Eine Hebamme zeigt mir, wie ich sie halten soll. Ich habe Angst, sie würde mir hinunterrutschen oder ich würde ihr beim Anziehen einen Arm brechen. Sie ist ein Blütenblatt, ein Grashalm, die Ranke einer Dufterbse. »Sie sind nicht so zerbrechlich, wie sie aussehen«, beruhigt mich die Hebamme, während Helena sich dem lauwarmen Wasser hingibt, die Beine auf dem Unterleib zusammengezogen. Ich trockne sie ab, ziehe sie an, ich nehme sie zu mir ins Bett und stille sie, ich schlafe mit ihr ein, sie liegt an meiner Brust.

Mit Mühe und Not habe ich etwas Tee hinuntergekriegt. Ich habe keinen Appetit. Der Morgen ist drückend, eine Glocke milchigen Lichts verdrängt die Sonne hinter die Häuser, mein Kopf ist innerlich erfroren: Wenn ich die Augen schließe, sehe ich Eisfarben, die Bilder sind starr, sie kleben an den Lidern und sind außerstande, als Gedanke hervorzutreten. Mein einziger Wunsch ist es, im Schlaf das mich einkesselnde beklemmende Weiß zu tilgen, erst am Nachmittag wieder aufzutauchen, im Halbdunkel, im süßlichen Geruch von Blumen, die in Spitalvasen welken. Helena schlummert auf meiner Brust, ihren Kopf hat sie in die Vertiefung des Halses gesteckt. Um ihre vollkommene Ruhe ja nicht zu stören, rege ich mich nicht mehr, und langsam gleite ich in eine kühle Ecke, dunkel und traumlos.

«Sie müssen essen.« Das Quietschen des Wägelchens mit dem Mittagessen scheucht mich aus dem Schatten; immer noch drängt dasselbe Weiß hinter die Augäpfel und unter die Lider. Die Krankenschwester stellt ein Tablett neben mein Bett und nimmt Helena auf. »So schwitzt sie viel zu stark«, sagt sie und legt sie wieder ins Bettchen. Auf dem Hals und auf der Brust hinterlässt Helena eine warme, runde Spur, dort, wo sie geschlafen hat. »Stehen Sie zum Essen auf oder soll ich Ihnen das Tablett ans Bett stellen?« »Ich stehe auf.« Die anderen schneiden bereits ihr Fleisch in den Tellern. Klappern von Geschirr und Besteck. Auch die Frau, die letzte Nacht Bonbons lutschte, ist wieder da. Sie isst schweigend, im Bett. Das Kind haben sie ihr noch nicht gebracht. Vom Tablett fische ich mir die Trauben und das Brot, lege sie zur Seite. Gerne würde ich den pfirsichfarbenen Vorhang, der an meinem Bett hängt, zuziehen, ich mag es nicht, vor allen einzunicken, doch ich traue mich nicht. Sich abzusondern wäre unhöflich. Ich bedecke mein Gesicht mit dem Kissen und schlafe ein, wie ein unter einem Laubhaufen verstecktes Insekt.

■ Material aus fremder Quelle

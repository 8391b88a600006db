//! Quadrature rules on reference simplices, in barycentric coordinates.

use crate::Dim;

use once_cell::sync::Lazy;

/// A quadrature rule on the reference d-simplex.
///
/// Points are the columns of a barycentric coordinate matrix and the weights
/// are normalized so that they sum to one; integrals are evaluated as
/// `vol * Σ w f(x_q)`.
#[derive(Debug, Clone)]
pub struct QuadRule {
  points: na::DMatrix<f64>,
  weights: na::DVector<f64>,
}

impl QuadRule {
  pub fn new(points: na::DMatrix<f64>, weights: na::DVector<f64>) -> Self {
    assert!(points.ncols() == weights.len(), "one weight per point");
    assert!(points.nrows() >= 1);
    Self { points, weights }
  }

  pub fn dim(&self) -> Dim {
    self.points.nrows() - 1
  }
  pub fn npoints(&self) -> usize {
    self.points.ncols()
  }
  pub fn point(&self, q: usize) -> na::DVectorView<f64> {
    self.points.column(q)
  }
  pub fn weight(&self, q: usize) -> f64 {
    self.weights[q]
  }

  /// The rule used for a d-simplex integrand of (at least) the given
  /// polynomial order.
  pub fn for_simplex(dim: Dim, order: usize) -> &'static QuadRule {
    match dim {
      0 => &POINT,
      1 => {
        if order <= 1 {
          &SEGMENT_MIDPOINT
        } else if order <= 3 {
          &SEGMENT_GAUSS2
        } else {
          assert!(order <= 5, "no segment rule of order {order}");
          &SEGMENT_GAUSS3
        }
      }
      2 => {
        if order <= 1 {
          &TRIANGLE_CENTROID
        } else if order <= 2 {
          &TRIANGLE_MIDEDGE
        } else {
          assert!(order <= 4, "no triangle rule of order {order}");
          &TRIANGLE_SIX
        }
      }
      _ => panic!("no quadrature rules for dimension {dim}"),
    }
  }

  /// The vertex (trapezoidal) rule on the reference d-simplex.
  pub fn vertices(dim: Dim) -> QuadRule {
    let n = dim + 1;
    QuadRule::new(
      na::DMatrix::identity(n, n),
      na::DVector::from_element(n, (n as f64).recip()),
    )
  }
}

static POINT: Lazy<QuadRule> = Lazy::new(|| {
  QuadRule::new(na::DMatrix::from_element(1, 1, 1.0), na::dvector![1.0])
});

static SEGMENT_MIDPOINT: Lazy<QuadRule> = Lazy::new(|| {
  QuadRule::new(na::DMatrix::from_column_slice(2, 1, &[0.5, 0.5]), na::dvector![1.0])
});

static SEGMENT_GAUSS2: Lazy<QuadRule> = Lazy::new(|| {
  let xi0 = 0.5 * (1.0 - 1.0 / 3.0f64.sqrt());
  let xi1 = 0.5 * (1.0 + 1.0 / 3.0f64.sqrt());
  QuadRule::new(
    na::DMatrix::from_column_slice(2, 2, &[1.0 - xi0, xi0, 1.0 - xi1, xi1]),
    na::dvector![0.5, 0.5],
  )
});

static SEGMENT_GAUSS3: Lazy<QuadRule> = Lazy::new(|| {
  let d = 0.5 * (3.0f64 / 5.0).sqrt();
  let xis = [0.5 - d, 0.5, 0.5 + d];
  let mut points = na::DMatrix::zeros(2, 3);
  for (q, xi) in xis.iter().enumerate() {
    points[(0, q)] = 1.0 - xi;
    points[(1, q)] = *xi;
  }
  QuadRule::new(points, na::dvector![5.0 / 18.0, 8.0 / 18.0, 5.0 / 18.0])
});

static TRIANGLE_CENTROID: Lazy<QuadRule> = Lazy::new(|| {
  let third = 1.0 / 3.0;
  QuadRule::new(
    na::DMatrix::from_column_slice(3, 1, &[third, third, third]),
    na::dvector![1.0],
  )
});

static TRIANGLE_MIDEDGE: Lazy<QuadRule> = Lazy::new(|| {
  #[rustfmt::skip]
  let points = na::DMatrix::from_column_slice(3, 3, &[
    0.5, 0.5, 0.0,
    0.0, 0.5, 0.5,
    0.5, 0.0, 0.5,
  ]);
  let third = 1.0 / 3.0;
  QuadRule::new(points, na::dvector![third, third, third])
});

/// Six-point order-4 triangle rule (Dunavant).
static TRIANGLE_SIX: Lazy<QuadRule> = Lazy::new(|| {
  let a = 0.445948490915965;
  let wa = 0.223381589678011;
  let b = 0.091576213509771;
  let wb = 0.109951743655322;

  let mut points = na::DMatrix::zeros(3, 6);
  let mut weights = na::DVector::zeros(6);
  for (orbit, (c, w)) in [(a, wa), (b, wb)].iter().enumerate() {
    for rot in 0..3 {
      let q = 3 * orbit + rot;
      points[(rot, q)] = 1.0 - 2.0 * c;
      points[((rot + 1) % 3, q)] = *c;
      points[((rot + 2) % 3, q)] = *c;
      weights[q] = *w;
    }
  }
  QuadRule::new(points, weights)
});
//! Simplicial meshes: containers of cells and facets with a global
//! numbering, vertex coordinates, boundary attributes and uniform
//! refinement.
//!
//! A mesh is immutable once built and shared behind [`std::rc::Rc`];
//! refinement produces a new mesh together with a [`RefinementMap`] that
//! records the parent cell of every child, which is what nodal transfer
//! operators are built from.

use crate::Dim;

use indexmap::IndexSet;
use itertools::Itertools;

pub type VertexIdx = usize;
pub type CellIdx = usize;
pub type EdgeIdx = usize;
pub type FacetIdx = usize;
/// 1-based integer label on cells and boundary facets, in the style of mesh
/// generators; attribute markers index with `attribute - 1`.
pub type Attribute = usize;

#[derive(Debug, thiserror::Error)]
pub enum MeshError {
  #[error("gmsh parse failure: {0}")]
  Gmsh(String),
  #[error("gmsh file contains no supported cells")]
  NoCells,
}

#[derive(Debug)]
pub struct SimplicialMesh {
  /// Vertex coordinates in the columns of a matrix.
  vertex_coords: na::DMatrix<f64>,
  /// Cells as (dim + 1) vertex indices, positively oriented.
  cells: Vec<Vec<VertexIdx>>,
  cell_attributes: Vec<Attribute>,
  /// All 1-simplices, as sorted vertex pairs in insertion order.
  edges: IndexSet<(VertexIdx, VertexIdx)>,
  /// Global edge index per local (lexicographic) cell edge.
  cell_edges: Vec<Vec<EdgeIdx>>,
  /// All (dim - 1)-simplices, as sorted vertex lists in insertion order.
  facets: IndexSet<Vec<VertexIdx>>,
  /// Cells incident to each facet; one for boundary facets, two otherwise.
  facet_cells: Vec<Vec<CellIdx>>,
  boundary_facets: Vec<FacetIdx>,
  boundary_attributes: Vec<Attribute>,
}

impl SimplicialMesh {
  /// Builds the mesh from coordinates and positively oriented cells.
  /// All boundary attributes start out as 1.
  pub fn from_parts(
    vertex_coords: na::DMatrix<f64>,
    cells: Vec<Vec<VertexIdx>>,
    cell_attributes: Option<Vec<Attribute>>,
  ) -> Self {
    let dim = vertex_coords.nrows();
    assert!(dim >= 1, "mesh dimension must be at least one");
    assert!(!cells.is_empty(), "mesh must contain at least one cell");
    for cell in &cells {
      assert!(cell.len() == dim + 1, "cell vertex count does not match dimension");
    }
    let cell_attributes = cell_attributes.unwrap_or_else(|| vec![1; cells.len()]);
    assert!(cell_attributes.len() == cells.len());

    let mut edges = IndexSet::new();
    let mut cell_edges = Vec::with_capacity(cells.len());
    for cell in &cells {
      let mut locals = Vec::new();
      for (i, j) in (0..cell.len()).tuple_combinations() {
        let (a, b) = sorted_pair(cell[i], cell[j]);
        let (idx, _) = edges.insert_full((a, b));
        locals.push(idx);
      }
      cell_edges.push(locals);
    }

    let mut facets: IndexSet<Vec<VertexIdx>> = IndexSet::new();
    let mut facet_cells: Vec<Vec<CellIdx>> = Vec::new();
    for (icell, cell) in cells.iter().enumerate() {
      for omit in 0..cell.len() {
        let mut facet: Vec<_> = cell
          .iter()
          .enumerate()
          .filter_map(|(k, &v)| (k != omit).then_some(v))
          .collect();
        facet.sort_unstable();
        let (idx, fresh) = facets.insert_full(facet);
        if fresh {
          facet_cells.push(Vec::new());
        }
        facet_cells[idx].push(icell);
      }
    }

    let boundary_facets: Vec<_> = (0..facets.len()).filter(|&f| facet_cells[f].len() == 1).collect();
    let boundary_attributes = vec![1; boundary_facets.len()];

    let mesh = Self {
      vertex_coords,
      cells,
      cell_attributes,
      edges,
      cell_edges,
      facets,
      facet_cells,
      boundary_facets,
      boundary_attributes,
    };
    if cfg!(debug_assertions) {
      for icell in 0..mesh.ncells() {
        assert!(mesh.cell_geometry(icell).det() > 0.0, "cells must be positively oriented");
      }
    }
    mesh
  }

  /// A 1D mesh of `ncells` equal segments on `[a, b]`, with boundary
  /// attribute 1 on the left end and 2 on the right end.
  pub fn interval(a: f64, b: f64, ncells: usize) -> Self {
    assert!(ncells >= 1 && b > a);
    let nv = ncells + 1;
    let h = (b - a) / ncells as f64;
    let coords = na::DMatrix::from_fn(1, nv, |_, j| a + h * j as f64);
    let cells = (0..ncells).map(|i| vec![i, i + 1]).collect();
    let mut mesh = Self::from_parts(coords, cells, None);
    mesh.assign_boundary_attributes(|facet| {
      if (facet.coords()[(0, 0)] - a).abs() <= 0.5 * h {
        1
      } else {
        2
      }
    });
    mesh
  }

  /// A triangle mesh of the unit square with `n × n` boxes, each split into
  /// two triangles. Boundary attributes follow the usual generator
  /// convention: bottom 1, right 2, top 3, left 4.
  pub fn unit_square(n: usize) -> Self {
    assert!(n >= 1);
    let nv = n + 1;
    let h = (n as f64).recip();
    let coords =
      na::DMatrix::from_fn(2, nv * nv, |r, j| h * if r == 0 { j % nv } else { j / nv } as f64);

    let vid = |i: usize, j: usize| j * nv + i;
    let mut cells = Vec::with_capacity(2 * n * n);
    for j in 0..n {
      for i in 0..n {
        let (v00, v10, v01, v11) = (vid(i, j), vid(i + 1, j), vid(i, j + 1), vid(i + 1, j + 1));
        cells.push(vec![v00, v10, v11]);
        cells.push(vec![v00, v11, v01]);
      }
    }

    let mut mesh = Self::from_parts(coords, cells, None);
    let eps = 0.25 * h;
    mesh.assign_boundary_attributes(|facet| {
      let mid = facet.midpoint();
      if mid[1] < eps {
        1
      } else if mid[0] > 1.0 - eps {
        2
      } else if mid[1] > 1.0 - eps {
        3
      } else {
        4
      }
    });
    mesh
  }

  /// Loads a triangle mesh from a Gmsh `.msh` file (version 4.1).
  pub fn from_gmsh(bytes: &[u8]) -> Result<Self, MeshError> {
    let msh = mshio::parse_msh_bytes(bytes).map_err(|e| MeshError::Gmsh(e.to_string()))?;

    let node_blocks = msh.data.nodes.ok_or(MeshError::NoCells)?.node_blocks;
    let vertices: Vec<_> = node_blocks
      .iter()
      .flat_map(|block| block.nodes.iter())
      .map(|node| na::dvector![node.x, node.y])
      .collect();
    let vertex_coords = na::DMatrix::from_columns(&vertices);

    let mut cells = Vec::new();
    let elements = msh.data.elements.ok_or(MeshError::NoCells)?;
    for block in elements.element_blocks {
      if block.element_type != mshio::ElementType::Tri3 {
        tracing::debug!("skipping gmsh element type {:?}", block.element_type);
        continue;
      }
      for e in block.elements {
        let mut cell: Vec<_> = e.nodes.iter().map(|tag| *tag as usize - 1).collect();
        // gmsh does not promise consistently oriented triangles
        let geo_det = {
          let a = vertex_coords.column(cell[0]);
          let b = vertex_coords.column(cell[1]);
          let c = vertex_coords.column(cell[2]);
          (b[0] - a[0]) * (c[1] - a[1]) - (b[1] - a[1]) * (c[0] - a[0])
        };
        if geo_det < 0.0 {
          cell.swap(1, 2);
        }
        cells.push(cell);
      }
    }
    if cells.is_empty() {
      return Err(MeshError::NoCells);
    }
    Ok(Self::from_parts(vertex_coords, cells, None))
  }
}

Erik weckt mich. Eine Art Erscheinung. Er ist so schön, dass es mir einen Stich ins Herz versetzt. »Wie geht es dir?« Es ist Besuchszeit, und die Betten verschwinden hinter Zäunen von Menschen. Helena schläft noch. Erik streicht sich durchs Haar und deutet auf sie, als wollte er fragen: »Ist sie das?« Er nähert sich ihr, zieht die Schultern hoch, vielleicht, um sich kleiner zu machen und sie nicht zu erschrecken. Er nimmt ihre Hand: Kern und Schale, Perle das Kind, Auster der Vater. »Wie geht es dir?«, wiederholt er. »Wie war’s?« »Anstrengend«, sage ich, »und das Konzert?« »Wie immer.« Mit dem Zeigefinger streicht er über Helenas Wange, er wagt es nicht, sie aufzunehmen. »Wie schön sie ist!«, sagt er leise. Ich lege sie ihm in die Arme, eingebettet in die weißen Hemdfalten wie in ein flauschiges Leintuch. »Sie ist federleicht«, und auch er scheint dabei leicht, fast verlegen: »Komm schon, erzähl mir.« Ich weiß nicht genau, was ich sagen soll, es sind Dinge, die durch Wörter ihre Kraft verlieren.